• **WHAT IS NEEDED**
Go over the lines below, and when one contains the word "GenerationError", copy it.

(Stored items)
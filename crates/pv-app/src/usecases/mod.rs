//! Business logic use cases
//!
//! SelectPhoto → GeneratePoem → SavePoem / ExportPoem
//!                                 ↓
//!               ListSavedPoems / DeleteSavedPoem / ExportPoem

pub mod clear_session;
pub mod delete_saved_poem;
pub mod export_poem;
pub mod generate_poem;
pub mod list_saved_poems;
pub mod save_poem;
pub mod select_photo;

pub use clear_session::ClearSession;
pub use delete_saved_poem::DeleteSavedPoem;
pub use export_poem::ExportPoem;
pub use generate_poem::GeneratePoem;
pub use list_saved_poems::ListSavedPoems;
pub use save_poem::SavePoem;
pub use select_photo::SelectPhoto;
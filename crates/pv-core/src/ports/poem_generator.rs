use async_trait::async_trait;
use serde::{Deserialize, Serialize};

use super::GenerationError;

/// Input of the poem generation gateway.
#[derive(Debug, Clone, PartialEq, Eq, Serialize, Deserialize)]
#[serde(rename_all = "camelCase")]
pub struct GeneratePoemInput {
    /// `data:<mimetype>;base64,<encoded_data>`
    pub photo_data_uri: String,
}

#[derive(Debug, Clone, PartialEq, Eq, Serialize, Deserialize)]
pub struct GeneratePoemOutput {
    pub poem: String,
}

/// Hosted generative model turning a photo into a poem.
///
/// Opaque to the core: photo in, poem text out, or an error. Calls have no
/// timeout; they resolve whenever the remote side answers.
#[async_trait]
pub trait PoemGeneratorPort: Send + Sync {
    async fn generate(&self, input: GeneratePoemInput) -> Result<GeneratePoemOutput, GenerationError>;
}
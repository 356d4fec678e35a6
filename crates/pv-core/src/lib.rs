//! # pv-core
//!
//! Core domain models and business logic for PhotoVerse.
//!
//! This crate contains pure business logic without any infrastructure dependencies.

pub mod config;
pub mod ids;
pub mod photo;
pub mod poem;
pub mod ports;

pub use config::AppConfig;
pub use ids::PoemId;
pub use photo::{DataUri, MimeType, PhotoFile, UploadPolicy, UploadRejection};
pub use poem::{PoemExport, SavedPoem, MAX_SAVED_POEMS, SAVED_POEMS_KEY};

• **REPLY TO THE EXERCISE**
use super::GenerationError;
    async fn generate(&self, input: GeneratePoemInput) -> Result<GeneratePoemOutput, GenerationError>;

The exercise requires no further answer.